Sky Plot (click to enlarge)

5º FoV + scope display (click to enlarge)

 
 

Conditions

Images were taken on 08 December 2021 from the backyard in Groningen, The Netherlands (53.18, 6.54). There was no interference from the Moon, which at 28 % illumination had already set by the time the images were taken. Visibility from this location is best during October - December. M34 was visible high across the sky, with altitudes between 60 and 80 degrees. The main goal of the observation session was to photograph Comet Leonard. But the comet would not rise until around 05:00h in the morning. This left time during the evening and the night to photograph another object, which was M34.

Visibility charts showing 22:00h altitude throughout the year (left) and throughout the session on 08 December, 2021 (right).

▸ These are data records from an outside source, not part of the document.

//! Test helpers.
//!
//! Systems that use `Commands` enqueue structural changes; we call `world.flush()` after
//! running so queued commands are applied before assertions.

use bevy::ecs::message::Messages;
use bevy::ecs::system::{IntoSystem, RunSystemOnce};
use bevy::prelude::*;

use crate::common::clock::GameClock;
use crate::common::rng::CombatRng;
use crate::common::tunables::Tunables;
use crate::plugins::combat::messages::register_messages;
use crate::plugins::session::SessionState;

/// Run a system once on the given world, then flush deferred commands.
/// Returns the system output.
pub fn run_system_once<T, Out, Marker>(world: &mut World, system: T) -> Out
where
    T: IntoSystem<(), Out, Marker>,
{
    let out = world.run_system_once(system).expect("system run failed");
    world.flush();
    out
}

/// A world with the resources every combat system expects, clock set to `now_ms`.
pub fn combat_world(now_ms: u64) -> World {
    let mut world = World::new();
    world.insert_resource(Tunables::default());
    world.insert_resource(GameClock::at(now_ms));
    world.insert_resource(CombatRng::seeded(7));
    world.insert_resource(SessionState::default());
    register_messages(&mut world);
    world
}

/// Move the clock to an absolute time.
pub fn set_now(world: &mut World, now_ms: u64) {
    *world.resource_mut::<GameClock>() = GameClock::at(now_ms);
}

/// Drain every pending message of type `M` from the world.
pub fn drain<M: Message + Clone>(world: &mut World) -> Vec<M> {
    world.resource_mut::<Messages<M>>().drain().collect()
}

Weather was generally good. A bit cold with temperature around 2 degrees Celsius. Humidity was fairly low for this location at 79%. Visibility was reasonably good with SQM values of 19.9 mag/arcsec2.

 

Capturing

The image was captured using the Takahashi FSQ-106 in combination with the QHY268c. This was a newly acquired camera for the observatory. It is a Once-Shot-Colour (OSC) camera with a 24MP APS-C-sized sensor. For most deep-sky objects, a monochrome camera is probably preferred, but there are situations where OSC cameras have their benefits. See for example the image of Comet Leonard. Also for bright clusters, such as M34, an OSC camera is a perfect tool, removing the complexity of exposing using different filters.

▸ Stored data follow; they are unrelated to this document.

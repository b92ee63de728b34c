//! Interactables plugin: chests and save points.
//!
//! The player's interact press is consumed here. Every object whose bounds overlap the
//! player's hurtbox reacts to it:
//! - a closed chest opens once, drops coins, and later hearts (and, for the large chest,
//!   the boss trigger);
//! - a save point captures a `SaveSnapshot` into the session.

use bevy::prelude::*;
use bevy::state::state_scoped::DespawnOnExit;

use crate::common::bounds::{Aabb, Hurtbox};
use crate::common::clock::GameClock;
use crate::common::rng::CombatRng;
use crate::common::state::GameState;
use crate::common::tunables::{ChestTable, Tunables};
use crate::plugins::combat::CombatSet;
use crate::plugins::combat::actor::ActorState;
use crate::plugins::combat::messages::{BossTriggered, DropSpawned, PickupKind};
use crate::plugins::player::{Player, PlayerInput};
use crate::plugins::session::SessionState;
use crate::plugins::world::LevelLayout;

const CHEST_SIZE: Vec2 = Vec2::new(24.0, 20.0);
const SAVE_POINT_SIZE: Vec2 = Vec2::new(16.0, 32.0);
/// Drops leave the chest from just above its lid.
const DROP_LIFT: f32 = 10.0;

// ----- Components -----

#[derive(Debug, Clone, Copy, PartialEq, Eq)]
pub enum ChestSize {
    Small,
    Large,
}

#[derive(Component, Debug, Clone)]
pub struct Chest {
    pub size: ChestSize,
    pub opened: bool,
    pending_hearts: Option<(u64, u32)>,
    boss_trigger_at: Option<u64>,
}

impl Chest {
    pub fn new(size: ChestSize) -> Self {
        Self { size, opened: false, pending_hearts: None, boss_trigger_at: None }
    }

    pub fn table<'a>(&self, tunables: &'a Tunables) -> &'a ChestTable {
        match self.size {
            ChestSize::Small => &tunables.small_chest,
            ChestSize::Large => &tunables.large_chest,
        }
    }

    /// Open the chest and roll its contents. Returns the coins to drop now, or `None`
    /// if it was already open. Hearts and the boss trigger are queued.
    pub fn open(
        &mut self,
        table: &ChestTable,
        rng: &mut CombatRng,
        now: u64,
        boss_delay_ms: u64,
    ) -> Option<u32> {
        if self.opened {
            return None;
        }
        self.opened = true;

        let coins = rng.between(table.coins.0, table.coins.1);
        if rng.chance(table.heart_chance) {
            let hearts = rng.between(table.hearts.0, table.hearts.1);
            self.pending_hearts = Some((now + table.heart_delay_ms, hearts));
        }
        if table.triggers_boss {
            self.boss_trigger_at = Some(now + boss_delay_ms);
        }
        Some(coins)
    }

    /// Hearts whose delay has elapsed, handed out once.
    pub fn take_due_hearts(&mut self, now: u64) -> Option<u32> {
        match self.pending_hearts {
            Some((at, count)) if now >= at => {
                self.pending_hearts = None;
                Some(count)
            }
            _ => None,
        }
    }

    pub fn take_due_boss_trigger(&mut self, now: u64) -> bool {
        match self.boss_trigger_at {
            Some(at) if now >= at => {
                self.boss_trigger_at = None;
                true
            }
            _ => false,
        }
    }
}

#[derive(Component, Debug, Clone, Copy)]
pub struct SavePoint;

// ----- Plugin -----

pub fn plugin(app: &mut App) {
    app.add_systems(OnEnter(GameState::InGame), spawn_objects)
        .add_systems(FixedUpdate, interact.in_set(CombatSet::Decide))
        .add_systems(FixedUpdate, chest_followups.in_set(CombatSet::Aftermath));
}

fn spawn_objects(mut commands: Commands, layout: Option<Res<LevelLayout>>) {
    let Some(layout) = layout else {
        warn!("no level layout; no chests or save points");
        return;
    };

    for &(size, pos) in &layout.chests {
        let color = match size {
            ChestSize::Small => Color::srgb(0.6, 0.4, 0.2),
            ChestSize::Large => Color::srgb(0.8, 0.6, 0.15),
        };
        commands.spawn((
            Name::new(format!("{size:?}Chest")),
            Chest::new(size),
            Sprite::from_color(color, CHEST_SIZE),
            Transform::from_translation(pos.extend(0.5)),
            DespawnOnExit(GameState::InGame),
        ));
    }

    for &pos in &layout.save_points {
        commands.spawn((
            Name::new("SavePoint"),
            SavePoint,
            Sprite::from_color(Color::srgb(0.3, 0.7, 0.9), SAVE_POINT_SIZE),
            Transform::from_translation(pos.extend(0.5)),
            DespawnOnExit(GameState::InGame),
        ));
    }
}

// ----- Systems -----

fn interact(
    clock: Res<GameClock>,
    tunables: Res<Tunables>,
    mut input: ResMut<PlayerInput>,
    mut rng: ResMut<CombatRng>,
    mut session: ResMut<SessionState>,
    mut drops: MessageWriter<DropSpawned>,
    q_player: Query<(&ActorState, &Transform, &Hurtbox), With<Player>>,
    mut q_chests: Query<(&mut Chest, &Transform), Without<Player>>,
    q_saves: Query<&Transform, (With<SavePoint>, Without<Player>)>,
) {
    if !std::mem::take(&mut input.interact) {
        return;
    }
    let Ok((state, ptf, hurtbox)) = q_player.single() else {
        return;
    };
    if state.is_dead() {
        return;
    }

    let now = clock.now();
    let pos = ptf.translation.truncate();
    let body = hurtbox.at(pos);

    for (mut chest, tf) in &mut q_chests {
        let at = tf.translation.truncate();
        if chest.opened || !Aabb::new(at, CHEST_SIZE).overlaps(&body) {
            continue;
        }
        let table = *chest.table(&tunables);
        let Some(coins) = chest.open(&table, &mut rng, now, tunables.boss.trigger_delay_ms) else {
            continue;
        };
        info!("{:?} chest opened: {coins} coins", chest.size);
        if coins > 0 {
            drops.write(DropSpawned {
                kind: PickupKind::Coin,
                origin: at + Vec2::Y * DROP_LIFT,
                count: coins,
            });
        }
    }

    for tf in &q_saves {
        if Aabb::new(tf.translation.truncate(), SAVE_POINT_SIZE).overlaps(&body) {
            session.capture(pos, state);
            info!("game saved at {pos}");
        }
    }
}

fn chest_followups(
    clock: Res<GameClock>,
    mut drops: MessageWriter<DropSpawned>,
    mut trigger: MessageWriter<BossTriggered>,
    mut q: Query<(&mut Chest, &Transform)>,
) {
    let now = clock.now();
    for (mut chest, tf) in &mut q {
        if let Some(count) = chest.take_due_hearts(now).filter(|&c| c > 0) {
            drops.write(DropSpawned {
                kind: PickupKind::Heart,
                origin: tf.translation.truncate() + Vec2::Y * DROP_LIFT,
                count,
            });
        }
        if chest.take_due_boss_trigger(now) {
            debug!("{:?} chest released the boss", chest.size);
            trigger.write(BossTriggered);
        }
    }
}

The QHY268c has a highly reflective coverglass in front of the sensor, without any blocking of UV or IR signal. Therefore a UV/IR blocking filter is advised to be added to the imaging train. An Astronomic L3 filter, was chosen. For UV/IR blocking filters it has some of the narrower bandpasses at 420 and 680nm.

Telescope
Mount
Camera
Filters
Guiding
Accessoires
Software

Takahashi FSQ-106, Sesto Senso 2
10Micron GM1000HPS, Berlebach Planet
QHY268c, cooled to -15 ºC
Astronomic L3 (2” mounted)
None
MacMini 2018 (MacOS 10.14.6), Pegasus UPBv2, Aurora Flat Field panel
KStars/Ekos 3.5.6, INDI Library 1.9.3, Mountwizzard4 2.1.5, SkySafari 7 Pro (iOS), openweathermap.org

Different exposures were tested. Given the brightness of the object, the session was started with 30s exposures. But this turned out fairly short. Exposures were switched to 120s and this is how the image was shot. For maximum dynamic range, the gain was set at 0.

 

Image

The image came out nicely bright and colourful. One of the attractions of M34 is its bright young blue stars in combination with some older bright red stars. The OSC camera captured these colours perfectly. Noise was generally low in individual frames and with a total of 184 frames stacked together, noise was well controlled. At an exposure time of 120s, even the brightest stars were for the most part not blown-out.

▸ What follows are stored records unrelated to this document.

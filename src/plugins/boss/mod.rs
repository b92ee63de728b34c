//! Boss plugin: trigger, pursuit, teleport rule and the scripted phase transitions.
//!
//! The boss is an enemy (`EnemyKind::Boss`, shared `ActorState`, shared damage pipeline)
//! with two extra components: `BossPhase` for the HP-gated script and `BossBrain` for
//! its own movement and teleport bookkeeping. Generic enemy AI never drives it.
//!
//! ```text
//! Decide:    on_boss_triggered -> boss_ai (script cues, teleport, attack, pursuit)
//! Resolve:   resolve_attacks -> enter_transitions, track_landed_attacks
//! Aftermath: on_boss_defeated, boss_opacity
//! ```

pub mod phase;

use avian2d::prelude::*;
use bevy::prelude::*;
use bevy::state::state_scoped::DespawnOnExit;

use crate::common::bounds::Hurtbox;
use crate::common::clock::GameClock;
use crate::common::layers::Layer;
use crate::common::rng::CombatRng;
use crate::common::state::GameState;
use crate::common::tunables::{BossTuning, Tunables};
use crate::plugins::combat::actor::ActorState;
use crate::plugins::combat::messages::{
    ActorAttacked, AttackEvent, BossDefeated, BossPhaseChanged, BossTriggered, WaveBurstRequest,
};
use crate::plugins::combat::timeline::Timeline;
use crate::plugins::combat::{AttackKind, CombatSet, Team, resolve_attacks};
use crate::plugins::enemies::{EnemyKind, begin_enemy_attack, player_distance};
use crate::plugins::player::Player;
use crate::plugins::render::Opacity;
use crate::plugins::session::SessionState;
use crate::plugins::world::LevelLayout;

use phase::{BossPhase, PhaseCue, attack_interval_ms, teleport_cooldown_ms};

// ----- Components -----

#[derive(Debug, Clone, Copy, PartialEq, Eq)]
pub enum Teleport {
    Ready,
    Vanishing { until: u64 },
    Arriving { until: u64 },
}

#[derive(Component, Debug, Clone)]
pub struct BossBrain {
    /// Arena centre; phase transitions return here.
    pub origin: Vec2,
    pub appear_started: u64,
    pub awake_at: u64,
    pub last_landed_at: u64,
    pub teleport_ready_at: u64,
    pub teleport: Teleport,
}

impl BossBrain {
    pub fn new(origin: Vec2, now: u64, tuning: &BossTuning) -> Self {
        let awake_at = now + tuning.appear_ms;
        Self {
            origin,
            appear_started: now,
            awake_at,
            last_landed_at: awake_at,
            teleport_ready_at: awake_at,
            teleport: Teleport::Ready,
        }
    }

    /// Teleport when the player is out of reach or the boss has gone too long without
    /// landing a hit, cooldown permitting.
    pub fn should_teleport(&self, now: u64, distance: f32, tuning: &BossTuning) -> bool {
        now >= self.teleport_ready_at
            && (distance > tuning.teleport_distance
                || now.saturating_sub(self.last_landed_at) > tuning.no_attack_ms)
    }

    /// Appear / teleport fades outside phase transitions.
    pub fn alpha(&self, now: u64, tuning: &BossTuning) -> f32 {
        if now < self.awake_at {
            let span = tuning.appear_ms.max(1) as f32;
            return now.saturating_sub(self.appear_started) as f32 / span;
        }
        let fade = tuning.teleport_fade_ms.max(1) as f32;
        match self.teleport {
            Teleport::Ready => 1.0,
            Teleport::Vanishing { until } => until.saturating_sub(now) as f32 / fade,
            Teleport::Arriving { until } => 1.0 - until.saturating_sub(now) as f32 / fade,
        }
    }
}

/// Arrival point next to the player: random side, random gap, small vertical jitter.
pub fn teleport_target(player: Vec2, rng: &mut CombatRng, tuning: &BossTuning) -> Vec2 {
    let (near, far) = tuning.teleport_offset;
    let side = rng.sign();
    let gap = rng.range_f32(near, far);
    let jitter = rng.range_f32(-tuning.teleport_jitter, tuning.teleport_jitter);
    player + Vec2::new(side * gap, jitter)
}

// ----- Plugin -----

pub fn plugin(app: &mut App) {
    app.add_systems(
        FixedUpdate,
        (on_boss_triggered, boss_ai).chain().in_set(CombatSet::Decide),
    )
    .add_systems(
        FixedUpdate,
        (enter_transitions, track_landed_attacks)
            .after(resolve_attacks)
            .in_set(CombatSet::Resolve),
    )
    .add_systems(
        FixedUpdate,
        (on_boss_defeated, boss_opacity).in_set(CombatSet::Aftermath),
    );
}

// ----- Systems -----

fn on_boss_triggered(
    mut commands: Commands,
    clock: Res<GameClock>,
    tunables: Res<Tunables>,
    session: Res<SessionState>,
    layout: Option<Res<LevelLayout>>,
    mut triggers: MessageReader<BossTriggered>,
    existing: Query<(), With<BossBrain>>,
) {
    let mut present = !existing.is_empty();
    for _ in triggers.read() {
        if present || session.boss_defeated {
            debug!("boss trigger ignored");
            continue;
        }
        let Some(layout) = layout.as_deref() else {
            warn!("boss triggered without a level layout");
            continue;
        };
        spawn_boss(&mut commands, layout.boss_origin, clock.now(), &tunables);
        present = true;
        info!("boss awakened");
    }
}

pub fn spawn_boss(commands: &mut Commands, origin: Vec2, now: u64, tunables: &Tunables) -> Entity {
    let profile = &tunables.boss_profile;
    let size = profile.hurtbox;
    let mut state = ActorState::new(profile.max_hp, 0.0, profile.attack_interval_ms);
    state.immune = true;

    commands
        .spawn((
            Name::new("Boss"),
            EnemyKind::Boss,
            Team::Hostile,
            state,
            BossPhase::default(),
            BossBrain::new(origin, now, &tunables.boss),
            Timeline::default(),
            Hurtbox::from_size(size.x, size.y),
            Opacity(0.0),
            Sprite::from_color(Color::srgb(0.55, 0.2, 0.7), size),
            Transform::from_translation(origin.extend(1.0)),
            (
                RigidBody::Kinematic,
                Collider::rectangle(size.x, size.y),
                Sensor,
                CollisionLayers::new(Layer::Enemy, [Layer::Player]),
            ),
            DespawnOnExit(GameState::InGame),
        ))
        .id()
}

fn boss_ai(
    clock: Res<GameClock>,
    tunables: Res<Tunables>,
    mut rng: ResMut<CombatRng>,
    mut bursts: MessageWriter<WaveBurstRequest>,
    mut phase_changed: MessageWriter<BossPhaseChanged>,
    mut attacked: MessageWriter<ActorAttacked>,
    q_player: Query<(&Transform, &ActorState), With<Player>>,
    mut q: Query<
        (
            Entity,
            &mut ActorState,
            &mut BossPhase,
            &mut BossBrain,
            &mut Transform,
            &mut LinearVelocity,
            &mut Timeline,
        ),
        Without<Player>,
    >,
) {
    let now = clock.now();
    let tuning = &tunables.boss;
    let profile = &tunables.boss_profile;
    let player = q_player
        .single()
        .ok()
        .filter(|(_, s)| !s.is_dead())
        .map(|(tf, _)| tf.translation.truncate());

    let spec = match tunables.attack(AttackKind::Boss) {
        Ok(spec) => *spec,
        Err(err) => {
            error!("boss cannot attack: {err}");
            return;
        }
    };

    for (entity, mut state, mut phase, mut brain, mut tf, mut vel, mut timeline) in &mut q {
        if state.is_dead() {
            vel.0 = Vec2::ZERO;
            continue;
        }
        if now < brain.awake_at {
            state.immune = true;
            vel.0 = Vec2::ZERO;
            continue;
        }

        // The script runs to the end regardless of the player.
        if phase.is_transitioning() {
            vel.0 = Vec2::ZERO;
            for cue in phase.advance(now, &tuning.transition) {
                match cue {
                    PhaseCue::FireBurst(burst) => {
                        let origin = tf.translation.truncate();
                        bursts.write(WaveBurstRequest { source: entity, origin, burst });
                    }
                    PhaseCue::FadeIn => debug!("boss fading back in"),
                    PhaseCue::Complete(p) => {
                        state.immune = false;
                        state.attack_interval_ms =
                            attack_interval_ms(profile.attack_interval_ms, p, &tuning.phases);
                        brain.last_landed_at = now;
                        brain.teleport_ready_at = now;
                        phase_changed.write(BossPhaseChanged { boss: entity, phase: p });
                        info!("boss entered phase {p}");
                    }
                }
            }
            continue;
        }
        state.immune = false;

        if state.is_stunned(now) {
            continue;
        }

        let pos = tf.translation.truncate();
        match brain.teleport {
            Teleport::Vanishing { until } => {
                vel.0 = Vec2::ZERO;
                if now >= until {
                    if let Some(p) = player {
                        let dest = teleport_target(p, &mut rng, tuning);
                        tf.translation = dest.extend(tf.translation.z);
                    }
                    brain.teleport = Teleport::Arriving { until: now + tuning.teleport_fade_ms };
                }
                continue;
            }
            Teleport::Arriving { until } => {
                vel.0 = Vec2::ZERO;
                if now < until {
                    continue;
                }
                brain.teleport = Teleport::Ready;
                brain.teleport_ready_at = now + teleport_cooldown_ms(tuning, phase.phase());
                brain.last_landed_at = now;
                // Forced follow-up: the attack cooldown does not apply.
                state.last_attack_at = None;
                if let Some(p) = player {
                    state.facing_right = p.x >= pos.x;
                }
                if begin_enemy_attack(&mut state, &mut timeline, AttackKind::Boss, &spec, now) {
                    attacked.write(ActorAttacked { actor: entity, kind: AttackKind::Boss });
                }
                continue;
            }
            Teleport::Ready => {}
        }

        if state.is_attacking() {
            vel.0 = Vec2::ZERO;
            continue;
        }
        let Some(target) = player else {
            vel.0 = Vec2::ZERO;
            continue;
        };

        let distance = player_distance(pos, Some(target), tunables.vertical_reach);
        if brain.should_teleport(now, distance, tuning) {
            debug!("boss teleporting (distance {distance})");
            brain.teleport = Teleport::Vanishing { until: now + tuning.teleport_fade_ms };
            vel.0 = Vec2::ZERO;
            continue;
        }

        if distance <= profile.attack_radius {
            vel.0 = Vec2::ZERO;
            state.facing_right = target.x >= pos.x;
            if begin_enemy_attack(&mut state, &mut timeline, AttackKind::Boss, &spec, now) {
                attacked.write(ActorAttacked { actor: entity, kind: AttackKind::Boss });
            }
            continue;
        }

        let dir = (target - pos).normalize_or_zero();
        vel.0 = Vec2::new(
            dir.x * tuning.move_speed,
            dir.y * tuning.move_speed * tuning.vertical_speed_factor,
        );
        if dir.x != 0.0 {
            state.facing_right = dir.x > 0.0;
        }
    }
}

/// Start the phase script as soon as a hit takes HP past the next threshold.
pub fn enter_transitions(
    clock: Res<GameClock>,
    tunables: Res<Tunables>,
    mut q: Query<(&mut ActorState, &mut BossPhase, &mut BossBrain, &mut Transform, &mut LinearVelocity)>,
) {
    let now = clock.now();
    let tuning = &tunables.boss;

    for (mut state, mut phase, mut brain, mut tf, mut vel) in &mut q {
        if state.is_dead() {
            continue;
        }
        let Some(target) = phase.due(state.hp_fraction(), &tuning.phases) else {
            continue;
        };
        if !phase.begin(target, now, &tuning.transition) {
            continue;
        }

        let current = state.activation();
        state.end_attack(current);
        state.immune = true;
        brain.teleport = Teleport::Ready;
        tf.translation = brain.origin.extend(tf.translation.z);
        vel.0 = Vec2::ZERO;
        info!("boss phase {} -> {target}: transition started", phase.phase());
    }
}

/// A boss swing only counts as landed if the player is still in range when it resolves.
fn track_landed_attacks(
    clock: Res<GameClock>,
    tunables: Res<Tunables>,
    mut reader: MessageReader<AttackEvent>,
    q_player: Query<(&Transform, &ActorState), With<Player>>,
    mut q_boss: Query<(&Transform, &mut BossBrain), Without<Player>>,
) {
    let player = q_player
        .single()
        .ok()
        .filter(|(_, s)| !s.is_dead())
        .map(|(tf, _)| tf.translation.truncate());

    for ev in reader.read() {
        if ev.kind != AttackKind::Boss {
            continue;
        }
        let Ok((tf, mut brain)) = q_boss.get_mut(ev.source) else {
            continue;
        };
        let distance = player_distance(tf.translation.truncate(), player, tunables.vertical_reach);
        if distance <= tunables.boss_profile.attack_radius {
            brain.last_landed_at = clock.now();
        }
    }
}

fn on_boss_defeated(mut session: ResMut<SessionState>, mut defeated: MessageReader<BossDefeated>) {
    for _ in defeated.read() {
        session.boss_defeated = true;
    }
}

fn boss_opacity(
    clock: Res<GameClock>,
    tunables: Res<Tunables>,
    mut q: Query<(&BossPhase, &BossBrain, &mut Opacity)>,
) {
    let now = clock.now();
    for (phase, brain, mut opacity) in &mut q {
        let alpha = if phase.is_transitioning() {
            phase.alpha(now, &tunables.boss.transition)
        } else {
            brain.alpha(now, &tunables.boss)
        };
        if opacity.0 != alpha {
            opacity.0 = alpha;
        }
    }
}

#[cfg(test)]
mod tests;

After a little crop to straighten the edges, the final image has a resolution of 5483 x 3656 pixels, or 20.0 Megapixels. It covers a field of view of 2.23 degrees horizontally. Due to rotation of the camera-angle-adapter, north in the picture is pointing to the left.

Every new camera requires some getting used to as far as settings and behaviour go. But already after two images (M34 and Comet Leonard), it became clear that imaging with the QHY268c is a pleasure. The workflow is quite a bit simpler, not having to plan different exposures for different filters, an equal amount of exposure per filter, etc. For dimmer and more challenging objects, the monochrome cameras will remain the main work horses, but the QHY268c is a worthy addition to the arsenal.

 

Annotated image showing other deep sky objects, stars brighter than mag. 9 and the image’s orientation.

 
 

Processing

Using the WeightedBatchPreprocessing, Flat frames (25) were calibrated with Bias (100) frames. Light frames were calibrated with Darks (50) and Flats (25) frames, debayered and registered. Image frames were normalized and scaled using the NormalizeScaleGradient (NSG) script and integrated using NSG parameters. During the early morning hours, M34 was setting over the North-Western horizon, where there is a lot of glow from the city. As a consequence, background signal went up significantly. The increasing light glow demonstrated itself also in the weighting parameters of NSG. For the final images, the 50th frame was taken as reference, and frames with weighting factors from 25% until 119% were included in the final stack. The NSG script allows writing the weighting factor as a pre-fix in the filename. This comes in handy when you want to decide at a later point which ones to include and which ones not.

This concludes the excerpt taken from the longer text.